Auction rooms were again busy in February with 16.8% of all sales nationwide going under the hammer. This is the highest percentage since November 2017. 

Rents

Rents continued to hit record highs in February. 

  • Stock measure of rental property prices increased 3.4 percent.
  • Flow measure of rental property prices increased 2.3 percent.

It had seemed likely that weekly rents would continue to increase with regulation putting an additional squeeze on the market in the wake of cautious landlords. However COVID-19’s impact muddies the waters. For example, in areas which had a lot of AirBnB for tourism, there will be downward pressure on rents as these properties come back into the long term rental pool. 

Where to next? 

The economic fallout from the coronavirus pandemic is likely to hit the property market hard over the coming months. Analysts are now expecting house prices to fall. Some are even predicting that it could be, as much as 5-10%. 

Despite the record low mortgage interest rates, there are fears that COVID-19 could lead to a credit crunch as unemployment inevitably increases. 
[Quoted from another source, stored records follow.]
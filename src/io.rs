//! Uniform byte-addressed read/write/seek abstraction over files, fixed
//! buffers, and growable buffers (§3 "IO object").
//!
//! Mirrors the shape of the teacher's `bits::Cursor`: a small concrete type
//! (here, a sum type over three backing stores rather than a single slice)
//! that every higher-level reader/writer in the crate is built on top of,
//! instead of reaching for `dyn Read + Write + Seek` trait objects.

use std::fs::File;
use std::io::{Read, Seek, SeekFrom, Write};

use crate::error::{Error, Result};

/// Where a seek is relative to.
#[derive(Debug, Clone, Copy, PartialEq, Eq)]
pub enum Whence {
    Start,
    Current,
    End,
}

/// A zero-copy view produced by [`Io::map`]: a byte slice borrowed either
/// from a cached memory mapping (file-backed IO) or straight from the
/// owned buffer (buffer-backed IO). Neither case copies.
pub struct MappedView<'a>(&'a [u8]);

impl std::ops::Deref for MappedView<'_> {
    type Target = [u8];

    fn deref(&self) -> &[u8] {
        self.0
    }
}

/// The growable-buffer backing store. Doubles its capacity when a write
/// would overrun it, mirroring `bitstream_init_growing` in the original.
#[derive(Debug, Default, Clone)]
pub struct GrowableBuffer {
    data: Vec<u8>,
    pos: usize,
}

impl GrowableBuffer {
    pub fn new() -> Self {
        Self::default()
    }

    pub fn with_capacity(cap: usize) -> Self {
        Self {
            data: Vec::with_capacity(cap),
            pos: 0,
        }
    }

    pub fn into_inner(self) -> Vec<u8> {
        self.data
    }

    pub fn as_slice(&self) -> &[u8] {
        &self.data
    }
}

/// The fixed-buffer backing store. Refuses to grow past its initial length;
/// writes past the end fail with a codec error (`buffer overflow`).
#[derive(Debug, Clone)]
pub struct FixedBuffer {
    data: Vec<u8>,
    pos: usize,
}

impl FixedBuffer {
    pub fn new(data: Vec<u8>) -> Self {
        Self { data, pos: 0 }
    }

    pub fn as_slice(&self) -> &[u8] {
        &self.data
    }

    pub fn into_inner(self) -> Vec<u8> {
        self.data
    }
}

/// File-backed IO. Caches a memory mapping lazily so repeated [`Io::map`]
/// calls on the same handle don't remap every time.
pub struct FileBacked {
    file: File,
    mmap: Option<memmap2::Mmap>,
}

impl FileBacked {
    pub fn new(file: File) -> Self {
        Self { file, mmap: None }
    }
}

/// A handle over one of the three backing stores, exposing the uniform
/// read/write/seek/map/close surface described in §3.
///
/// Invariant: the seek position is always valid (clamped, never out of the
/// representable range); a read past the end of the underlying data
/// returns a short count, never an error.
pub enum Io {
    File(FileBacked),
    Fixed(FixedBuffer),
    Growable(GrowableBuffer),
}

impl Io {
    pub fn from_file(file: File) -> Self {
        Self::File(FileBacked::new(file))
    }

    pub fn from_fixed_buffer(data: Vec<u8>) -> Self {
        Self::Fixed(FixedBuffer::new(data))
    }

    pub fn new_growable() -> Self {
        Self::Growable(GrowableBuffer::new())
    }

    pub fn growable_with_capacity(cap: usize) -> Self {
        Self::Growable(GrowableBuffer::with_capacity(cap))
    }

    /// Reads up to `buf.len()` bytes, returning the number actually read.
    /// A short read (including zero) at end-of-data is not an error.
    pub fn read(&mut self, buf: &mut [u8]) -> Result<usize> {
        match self {
            Self::File(f) => Ok(f.file.read(buf)?),
            Self::Fixed(b) => {
                let avail = b.data.len().saturating_sub(b.pos);
                let n = avail.min(buf.len());
                buf[..n].copy_from_slice(&b.data[b.pos..b.pos + n]);
                b.pos += n;
                Ok(n)
            }
            Self::Growable(b) => {
                let avail = b.data.len().saturating_sub(b.pos);
                let n = avail.min(buf.len());
                buf[..n].copy_from_slice(&b.data[b.pos..b.pos + n]);
                b.pos += n;
                Ok(n)
            }
        }
    }

    /// Reads exactly `buf.len()` bytes or fails with `Error::Io`.
    pub fn read_exact(&mut self, buf: &mut [u8]) -> Result<()> {
        let n = self.read(buf)?;
        if n != buf.len() {
            return Err(Error::Io(std::io::Error::new(
                std::io::ErrorKind::UnexpectedEof,
                "short read",
            )));
        }
        Ok(())
    }

    pub fn read_to_vec(&mut self, len: usize) -> Result<Vec<u8>> {
        let mut v = vec![0u8; len];
        self.read_exact(&mut v)?;
        Ok(v)
    }

    pub fn write(&mut self, buf: &[u8]) -> Result<usize> {
        match self {
            Self::File(f) => Ok(f.file.write(buf)?),
            Self::Fixed(b) => {
                let avail = b.data.len().saturating_sub(b.pos);
                if buf.len() > avail {
                    return Err(Error::codec("fixed buffer overflow"));
                }
                b.data[b.pos..b.pos + buf.len()].copy_from_slice(buf);
                b.pos += buf.len();
                Ok(buf.len())
            }
            Self::Growable(b) => {
                let end = b.pos + buf.len();
                if end > b.data.len() {
                    if end > b.data.capacity() {
                        b.data.reserve((end - b.data.capacity()).max(b.data.capacity()));
                    }
                    b.data.resize(end, 0);
                }
                b.data[b.pos..end].copy_from_slice(buf);
                b.pos = end;
                Ok(buf.len())
            }
        }
    }

    pub fn write_all(&mut self, buf: &[u8]) -> Result<()> {
        let n = self.write(buf)?;
        if n != buf.len() {
            return Err(Error::codec("short write"));
        }
        Ok(())
    }

    pub fn seek(&mut self, whence: Whence, offset: i64) -> Result<u64> {
        match self {
            Self::File(f) => {
                let from = match whence {
                    Whence::Start => SeekFrom::Start(offset as u64),
                    Whence::Current => SeekFrom::Current(offset),
                    Whence::End => SeekFrom::End(offset),
                };
                Ok(f.file.seek(from)?)
            }
            Self::Fixed(b) => {
                b.pos = resolve_seek(b.data.len(), b.pos, whence, offset)?;
                Ok(b.pos as u64)
            }
            Self::Growable(b) => {
                b.pos = resolve_seek(b.data.len(), b.pos, whence, offset)?;
                Ok(b.pos as u64)
            }
        }
    }

    pub fn position(&mut self) -> Result<u64> {
        self.seek(Whence::Current, 0)
    }

    pub fn len(&mut self) -> Result<u64> {
        match self {
            Self::File(f) => Ok(f.file.metadata()?.len()),
            Self::Fixed(b) => Ok(b.data.len() as u64),
            Self::Growable(b) => Ok(b.data.len() as u64),
        }
    }

    /// Zero-copy (where possible) view of `len` bytes starting at `offset`.
    pub fn map(&mut self, offset: u64, len: usize) -> Result<MappedView<'_>> {
        match self {
            Self::File(f) => {
                if f.mmap.is_none() {
                    f.mmap = Some(unsafe { memmap2::Mmap::map(&f.file)? });
                }
                let mmap = f.mmap.as_ref().unwrap();
                let start = offset as usize;
                let end = start
                    .checked_add(len)
                    .filter(|&e| e <= mmap.len())
                    .ok_or_else(|| Error::format("map() out of range"))?;
                Ok(MappedView(&mmap[start..end]))
            }
            Self::Fixed(b) => {
                let start = offset as usize;
                let end = start
                    .checked_add(len)
                    .filter(|&e| e <= b.data.len())
                    .ok_or_else(|| Error::format("map() out of range"))?;
                Ok(MappedView(&b.data[start..end]))
            }
            Self::Growable(b) => {
                let start = offset as usize;
                let end = start
                    .checked_add(len)
                    .filter(|&e| e <= b.data.len())
                    .ok_or_else(|| Error::format("map() out of range"))?;
                Ok(MappedView(&b.data[start..end]))
            }
        }
    }

    pub fn close(self) -> Result<()> {
        match self {
            Self::File(f) => {
                drop(f.file);
                Ok(())
            }
            _ => Ok(()),
        }
    }

    /// Consumes the IO, returning the raw bytes for buffer-backed variants.
    /// Panics if called on a file-backed handle (callers know which kind
    /// they built).
    pub fn into_buffer(self) -> Vec<u8> {
        match self {
            Self::Fixed(b) => b.into_inner(),
            Self::Growable(b) => b.into_inner(),
            Self::File(_) => panic!("into_buffer() called on file-backed Io"),
        }
    }
}

fn resolve_seek(len: usize, pos: usize, whence: Whence, offset: i64) -> Result<usize> {
    let base = match whence {
        Whence::Start => 0i64,
        Whence::Current => pos as i64,
        Whence::End => len as i64,
    };
    let target = base
        .checked_add(offset)
        .ok_or_else(|| Error::format("seek overflow"))?;
    if target < 0 {
        return Err(Error::format("seek before start"));
    }
    Ok(target as usize)
}

#[cfg(test)]
mod tests {
    use super::*;

    #[test]
    fn growable_write_read_round_trip() {
        let mut io = Io::new_growable();
        io.write_all(b"hello world").unwrap();
        io.seek(Whence::Start, 0).unwrap();
        let mut buf = [0u8; 5];
        let n = io.read(&mut buf).unwrap();
        assert_eq!(n, 5);
        assert_eq!(&buf, b"hello");
    }

    #[test]
    fn short_read_past_end_is_not_an_error() {
        let mut io = Io::from_fixed_buffer(vec![1, 2, 3]);
        let mut buf = [0u8; 8];
        let n = io.read(&mut buf).unwrap();
        assert_eq!(n, 3);
        let n2 = io.read(&mut buf).unwrap();
        assert_eq!(n2, 0);
    }

    #[test]
    fn fixed_buffer_refuses_to_grow() {
        let mut io = Io::from_fixed_buffer(vec![0u8; 4]);
        assert!(io.write_all(&[1, 2, 3, 4, 5]).is_err());
    }

    #[test]
    fn map_returns_requested_slice() {
        let mut io = Io::from_fixed_buffer((0u8..16).collect());
        let view = io.map(4, 4).unwrap();
        assert_eq!(&view[..], &[4, 5, 6, 7]);
    }
}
The government’s unprecedented $12.1 billion package of support is designed to deal with the worst of the economic effects, however it won’t be able to save all jobs and is unlikely to stave off recession.  

Job losses as well as reduced consumer spending and subdued confidence from home owners will be felt in the property market nationwide. The situation for those areas that are dependent on the worst-affected industries will be even more challenging. 

In a global recession that’s predicted to be even worse than the GFC, the bad news is that the crisis could continue for some time yet. 

I’ll keep you updated and informed on what is a rapidly changing situation.